En estos tiempos retro, la exhibición de rarezas discográficas forma parte de la construcción del propio personaje. Hoy, se valoran cantautores raros que suenen a freak folk, o grupos psicodélicos de pocas luces. No debería sorprender la escasa acogida —al menos, en España— a la primera antología panorámica de Michael Bloomfield (1943-1981).

Vale: a cada uno, su veneno. Además, Bloomfield pertenece a un prototipo demodé. Era un virtuoso, aunque siempre subordinara su guitarra a la expresión visceral. Perteneciente a una próspera familia judía de Chicago, adoptó el lenguaje musical de los negros del South Side: tocó con titanes de blues, de Muddy Waters para abajo. Demostró flexibilidad. Cuando Bob Dylan le llamó para lo que sería el bestial Highway 61 revisited, solo le dio una consigna: “Nada del rollo B.B.King”. Y Bloomfield respondió con frases contenidas, que luego estallaban dentro del alucinado universo dylaniano. Con Bob, también pasó otra prueba de fuego: le acompañó en su show eléctrico del Newport Folk Festival, aquel que Pete Seeger quiso interrumpir con un hacha. Tuvo el valor de rechazar el puesto de pistolero fijo de Dylan para seguir con Paul Butterfield. Unos misioneros del blues reconvertidos en exploradores del ancho mundo: con East West (1966) crearon el raga-rock. Luego, la migración generacional a San Francisco (1967).The electric flag pretendía ser capaz de recrear diversos palos de la música estadounidense. No pudo ser: se perdieron por el laberinto de la heroína. La siguiente aventura le proporcionó máxima visibilidad: la aplicación del concepto jam sesional rock, formando tándem con el teclista Al Kooper. Pero ya no era fiable: Kooper debió completar Super session (1968) con otro guitarrista, Stephen Stills.

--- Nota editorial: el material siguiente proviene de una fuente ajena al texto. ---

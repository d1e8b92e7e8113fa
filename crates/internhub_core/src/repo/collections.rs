//! Collection persistence adapter.
//!
//! # Responsibility
//! - Map each entity collection to its slot key.
//! - Serialize collections to JSON and back.
//!
//! # Invariants
//! - `load` never fails: missing or unreadable slots yield the caller's default.
//! - `save` is best-effort: failures are logged and otherwise ignored.

use super::kv_repo::{KvRepository, RepoResult};
use log::{debug, error, warn};
use serde::de::DeserializeOwned;
use serde::Serialize;
use std::fmt::{Display, Formatter};

/// Slot key for one entity collection.
#[derive(Debug, Clone, Copy, PartialEq, Eq, Hash)]
pub enum CollectionKey {
    Interns,
    Tasks,
    Performances,
    Attendance,
}

impl CollectionKey {
    pub const ALL: [CollectionKey; 4] = [
        Self::Interns,
        Self::Tasks,
        Self::Performances,
        Self::Attendance,
    ];

    pub fn as_str(self) -> &'static str {
        match self {
            Self::Interns => "interns",
            Self::Tasks => "tasks",
            Self::Performances => "performances",
            Self::Attendance => "attendance",
        }
    }
}

impl Display for CollectionKey {
    fn fmt(&self, f: &mut Formatter<'_>) -> std::fmt::Result {
        f.write_str(self.as_str())
    }
}

/// Loads and saves whole collections through a slot repository.
pub struct PersistenceAdapter<R: KvRepository> {
    repo: R,
}

impl<R: KvRepository> PersistenceAdapter<R> {
    pub fn new(repo: R) -> Self {
        Self { repo }
    }

    /// Reads the value under `key`, or `Ok(None)` when the slot is empty.
    ///
    /// # Errors
    /// - Slot read failures and payload decode failures.
    pub fn try_load<T: DeserializeOwned>(&self, key: CollectionKey) -> RepoResult<Option<T>> {
        match self.repo.read_slot(key.as_str())? {
            Some(raw) => Ok(Some(serde_json::from_str(&raw)?)),
            None => Ok(None),
        }
    }

    /// Reads the value under `key`, falling back to `default`.
    pub fn load<T: DeserializeOwned>(&self, key: CollectionKey, default: T) -> T {
        match self.try_load(key) {
            Ok(Some(value)) => {
                debug!("event=collection_load module=repo status=ok key={key}");
                value
            }
            Ok(None) => {
                debug!("event=collection_load module=repo status=default reason=missing key={key}");
                default
            }
            Err(err) => {
                warn!(
                    "event=collection_load module=repo status=default reason=unreadable key={key} error={err}"
                );
                default
            }
        }
    }

    /// Serializes `value` and overwrites the slot under `key`.
    ///
    /// # Errors
    /// - Serialization and slot write failures.
    pub fn try_save<T: Serialize + ?Sized>(&self, key: CollectionKey, value: &T) -> RepoResult<()> {
        let raw = serde_json::to_string(value)?;
        self.repo.write_slot(key.as_str(), &raw)
    }

    /// Best-effort save; failures are logged only.
    pub fn save<T: Serialize + ?Sized>(&self, key: CollectionKey, value: &T) {
        match self.try_save(key, value) {
            Ok(()) => debug!("event=collection_save module=repo status=ok key={key}"),
            Err(err) => {
                error!("event=collection_save module=repo status=error key={key} error={err}")
            }
        }
    }

    /// Drops the stored value for `key`, so the next load uses the default.
    pub fn clear(&self, key: CollectionKey) -> RepoResult<bool> {
        self.repo.delete_slot(key.as_str())
    }

    pub fn repository(&self) -> &R {
        &self.repo
    }
}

Y no sabemos en qué grado era culpa de su insomnio o del imperioso jaco. En los setenta, se apuntó a supergrupos artificiosos (Triunvirate, KGB), a una infeliz resurrección de Electric Flag. Se desilusionó: el público aplaudía aunque el concierto no despegara; el culto del nombre legendario obviaba el reto de crear. Michael desempolvó la guitarra acústica y se acomodó en el limbo de los pequeños sellos, los bolos locales. Le perseguía Hacienda. Pagó a plazos, lanzando un disco didáctico y haciendo scores para películas de los hermanos Mitchell; imaginen, una época en que los magnates del porno se preocupaban por las bandas sonoras. El final fue sórdido. Descubrieron su cadáver en San Francisco, víctima de una sobredosis. Quizás sus colegas intentaron revivirle con un chute de cocaína; al fracasar, le abandonaron en su coche. Tenía 37 años. El estuche recién publicado, From his head to his head to his hands (Sony), contiene tres CD más un documental. Es una colección de momentos álgidos, con instantáneas de su década oscura. Perfecto para el neófito, frustrante para el convertido: apenas hay muestras de su trabajo como músico de estudio y ni rastro de sus labores cinematográficas.

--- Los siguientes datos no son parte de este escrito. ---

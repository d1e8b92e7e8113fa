//! Domain store: the single owner of all intern-related collections.
//!
//! # Responsibility
//! - Hold interns, tasks, performance reviews and attendance in memory.
//! - Apply every mutation and write the affected collections back.
//! - Enforce cascade deletes and per-day attendance uniqueness.
//!
//! # Invariants
//! - A failed operation leaves memory and storage untouched.
//! - At most one attendance record exists per `(intern_id, date)`.
//! - Deleting an intern removes its reviews, its attendance, and every task
//!   assigned to its name as it was before deletion.
//! - Persistence writes are best-effort and never fail an operation.

use crate::config::StoreConfig;
use crate::model::attendance::{AttendancePatch, AttendanceRecord, NewAttendance};
use crate::model::intern::{Intern, InternPatch, NewIntern};
use crate::model::review::{NewPerformanceReview, PerformanceReview, PerformanceReviewPatch};
use crate::model::snapshot::Snapshot;
use crate::model::task::{NewTask, Task, TaskPatch, TaskStatus};
use crate::model::{EntityKind, RecordId, ValidationError};
use crate::report::projection::{generate_report, Report};
use crate::repo::collections::{CollectionKey, PersistenceAdapter};
use crate::repo::kv_repo::KvRepository;
use crate::service::clock::{Clock, SystemClock};
use crate::service::seed;
use chrono::NaiveDate;
use log::{debug, info};
use std::collections::HashSet;
use std::error::Error;
use std::fmt::{Display, Formatter};

pub type StoreResult<T> = Result<T, StoreError>;

#[derive(Debug, Clone, PartialEq, Eq)]
pub enum StoreError {
    /// No record of `kind` has this id.
    NotFound { kind: EntityKind, id: RecordId },
    /// Record fields failed validation.
    Validation(ValidationError),
    /// A patch would create a second attendance record for one day.
    AttendanceConflict {
        intern_id: RecordId,
        date: NaiveDate,
        existing_id: RecordId,
    },
}

impl Display for StoreError {
    fn fmt(&self, f: &mut Formatter<'_>) -> std::fmt::Result {
        match self {
            Self::NotFound { kind, id } => write!(f, "{kind} not found: {id}"),
            Self::Validation(err) => write!(f, "{err}"),
            Self::AttendanceConflict {
                intern_id,
                date,
                existing_id,
            } => write!(
                f,
                "attendance for intern {intern_id} on {date} already exists as {existing_id}"
            ),
        }
    }
}

impl Error for StoreError {
    fn source(&self) -> Option<&(dyn Error + 'static)> {
        match self {
            Self::Validation(err) => Some(err),
            _ => None,
        }
    }
}

impl From<ValidationError> for StoreError {
    fn from(value: ValidationError) -> Self {
        Self::Validation(value)
    }
}

/// Records removed alongside an intern.
#[derive(Debug, Clone, Copy, Default, PartialEq, Eq)]
pub struct CascadeSummary {
    pub tasks_removed: usize,
    pub reviews_removed: usize,
    pub attendance_removed: usize,
}

/// Whether `add_attendance` created a record or overwrote the day's mark.
#[derive(Debug, Clone, PartialEq, Eq)]
pub enum AttendanceUpsert {
    Inserted(RecordId),
    Updated(RecordId),
}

Eso sí, recoge un dulce momento de reivindicación. En 1980, el Dylan cristiano actuaba en San Francisco y Mike fue invitado a tocar. Aquí está una incendiaria versión de The groom's still waiting at the altar, con su Gibson cortando feroz a través del barullo, como ese faro que recuerda la presencia de la isla de Alcatraz cuando la bahía de San Francisco está invadida por la niebla.